» What the exercise asks: Copy each line of the data beneath in which the word "record" appears.

Collected data:
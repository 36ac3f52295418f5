//! Storage layout, the vault state record, TTL management and the
//! reentrancy lock.
//!
//! ## Layout
//!
//! ### Instance storage (contract-wide, lives as long as the contract)
//! - `State`: the [`VaultState`] record (configuration, counters, pause flag)
//! - `Owner` / `PendingOwner`: privileged operator and a proposed successor
//! - `Asset`, `LendingPool`, `ReceiptToken`: addresses fixed at initialization
//! - `Locked`: reentrancy flag, present only while an operation runs
//! - `Version`: contract version for upgrade tracking
//!
//! ### Persistent storage (per holder)
//! - `Shares(holder)`: share balance, removed when it drops to zero
//! - `Allowance(owner, spender)`: shares `spender` may move for `owner`

use soroban_sdk::{contracttype, Address, Env};

use crate::errors::VaultError;

pub(crate) const DAY_IN_LEDGERS: u32 = 17_280;
pub(crate) const INSTANCE_BUMP_AMOUNT: u32 = 7 * DAY_IN_LEDGERS;
pub(crate) const INSTANCE_LIFETIME_THRESHOLD: u32 = INSTANCE_BUMP_AMOUNT - DAY_IN_LEDGERS;
pub(crate) const HOLDER_BUMP_AMOUNT: u32 = 30 * DAY_IN_LEDGERS;
pub(crate) const HOLDER_LIFETIME_THRESHOLD: u32 = HOLDER_BUMP_AMOUNT - DAY_IN_LEDGERS;

#[contracttype]
#[derive(Clone, Debug, Eq, PartialEq)]
pub struct AllowanceKey {
    pub owner: Address,
    pub spender: Address,
}

#[contracttype]
#[derive(Clone)]
pub enum DataKey {
    State,
    Owner,
    PendingOwner,
    Asset,
    LendingPool,
    ReceiptToken,
    Locked,
    Version,
    Shares(Address),
    Allowance(AllowanceKey),
}

/// Parameters the owner may tune after deployment.
#[contracttype]
#[derive(Clone, Debug, Eq, PartialEq)]
pub struct VaultConfig {
    /// Target share of total assets kept liquid, in basis points.
    pub reserve_ratio_bp: u32,
    /// Share of recognized yield sent to the treasury on harvest.
    pub performance_fee_bp: u32,
    /// Largest tolerated drop of the share price inside one operation.
    pub max_slippage_bp: u32,
    pub min_deposit: i128,
    pub max_deposit_per_tx: i128,
    pub max_tvl: i128,
    pub harvest_interval_seconds: u64,
    pub treasury: Address,
}

/// The single state record of a vault instance.
///
/// Every entry point reads it once, mutates the local copy and writes it back
/// before returning. A failed operation never writes it.
#[contracttype]
#[derive(Clone, Debug, Eq, PartialEq)]
pub struct VaultState {
    pub config: VaultConfig,
    pub total_shares: i128,
    pub total_deposited: i128,
    pub total_withdrawn: i128,
    pub total_yield_harvested: i128,
    pub total_fees_collected: i128,
    /// Asset level that is principal rather than yield; see `harvest`.
    pub harvest_baseline: i128,
    pub last_harvest_timestamp: u64,
    pub paused: bool,
}

pub fn is_initialized(env: &Env) -> bool {
    env.storage().instance().has(&DataKey::State)
}

pub fn read_state(env: &Env) -> Result<VaultState, VaultError> {
    env.storage()
        .instance()
        .get(&DataKey::State)
        .ok_or(VaultError::NotInitialized)
}

pub fn write_state(env: &Env, state: &VaultState) {
    env.storage().instance().set(&DataKey::State, state);
}

fn read_address(env: &Env, key: &DataKey) -> Result<Address, VaultError> {
    env.storage()
        .instance()
        .get(key)
        .ok_or(VaultError::NotInitialized)
}

pub fn read_owner(env: &Env) -> Result<Address, VaultError> {
    read_address(env, &DataKey::Owner)
}

pub fn write_owner(env: &Env, owner: &Address) {
    env.storage().instance().set(&DataKey::Owner, owner);
}

pub fn read_pending_owner(env: &Env) -> Option<Address> {
    env.storage().instance().get(&DataKey::PendingOwner)
}

pub fn write_pending_owner(env: &Env, pending: &Address) {
    env.storage().instance().set(&DataKey::PendingOwner, pending);
}

pub fn clear_pending_owner(env: &Env) {
    env.storage().instance().remove(&DataKey::PendingOwner);
}

pub fn read_asset(env: &Env) -> Result<Address, VaultError> {
    read_address(env, &DataKey::Asset)
}

pub fn read_lending_pool(env: &Env) -> Result<Address, VaultError> {
    read_address(env, &DataKey::LendingPool)
}

pub fn read_receipt_token(env: &Env) -> Result<Address, VaultError> {
    read_address(env, &DataKey::ReceiptToken)
}

pub fn write_addresses(env: &Env, asset: &Address, lending_pool: &Address, receipt_token: &Address) {
    let instance = env.storage().instance();
    instance.set(&DataKey::Asset, asset);
    instance.set(&DataKey::LendingPool, lending_pool);
    instance.set(&DataKey::ReceiptToken, receipt_token);
}

pub fn read_version(env: &Env) -> u32 {
    env.storage().instance().get(&DataKey::Version).unwrap_or(1)
}

pub fn write_version(env: &Env, version: u32) {
    env.storage().instance().set(&DataKey::Version, &version);
}

pub fn extend_instance(env: &Env) {
    env.storage()
        .instance()
        .extend_ttl(INSTANCE_LIFETIME_THRESHOLD, INSTANCE_BUMP_AMOUNT);
}

pub fn read_shares(env: &Env, holder: &Address) -> i128 {
    let key = DataKey::Shares(holder.clone());
    match env.storage().persistent().get::<DataKey, i128>(&key) {
        Some(balance) => {
            env.storage()
                .persistent()
                .extend_ttl(&key, HOLDER_LIFETIME_THRESHOLD, HOLDER_BUMP_AMOUNT);
            balance
        }
        None => 0,
    }
}

/// Writes a holder balance; a zero balance removes the holder entry.
pub fn write_shares(env: &Env, holder: &Address, balance: i128) {
    let key = DataKey::Shares(holder.clone());
    if balance == 0 {
        env.storage().persistent().remove(&key);
    } else {
        env.storage().persistent().set(&key, &balance);
        env.storage()
            .persistent()
            .extend_ttl(&key, HOLDER_LIFETIME_THRESHOLD, HOLDER_BUMP_AMOUNT);
    }
}

pub fn read_allowance(env: &Env, owner: &Address, spender: &Address) -> i128 {
    let key = DataKey::Allowance(AllowanceKey {
        owner: owner.clone(),
        spender: spender.clone(),
    });
    env.storage().persistent().get(&key).unwrap_or(0)
}

pub fn write_allowance(env: &Env, owner: &Address, spender: &Address, amount: i128) {
    let key = DataKey::Allowance(AllowanceKey {
        owner: owner.clone(),
        spender: spender.clone(),
    });
    if amount == 0 {
        env.storage().persistent().remove(&key);
    } else {
        env.storage().persistent().set(&key, &amount);
        env.storage()
            .persistent()
            .extend_ttl(&key, HOLDER_LIFETIME_THRESHOLD, HOLDER_BUMP_AMOUNT);
    }
}

/// Scoped reentrancy flag.
///
/// Acquired at the top of every state-mutating entry point. The flag is
/// cleared when the lock is dropped, so every return path (including `?`
/// early returns) releases it.
pub struct ReentrancyLock<'a> {
    env: &'a Env,
}

impl<'a> ReentrancyLock<'a> {
    pub fn acquire(env: &'a Env) -> Result<Self, VaultError> {
        let locked: bool = env
            .storage()
            .instance()
            .get(&DataKey::Locked)
            .unwrap_or(false);
        if locked {
            return Err(VaultError::Reentrancy);
        }
        env.storage().instance().set(&DataKey::Locked, &true);
        Ok(Self { env })
    }

    pub fn is_held(env: &Env) -> bool {
        env.storage().instance().has(&DataKey::Locked)
    }
}

impl Drop for ReentrancyLock<'_> {
    fn drop(&mut self) {
        self.env.storage().instance().remove(&DataKey::Locked);
    }
}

» Response to the task:
//! Storage layout, the vault state record, TTL management and the
//! - `State`: the [`VaultState`] record (configuration, counters, pause flag)
/// The single state record of a vault instance.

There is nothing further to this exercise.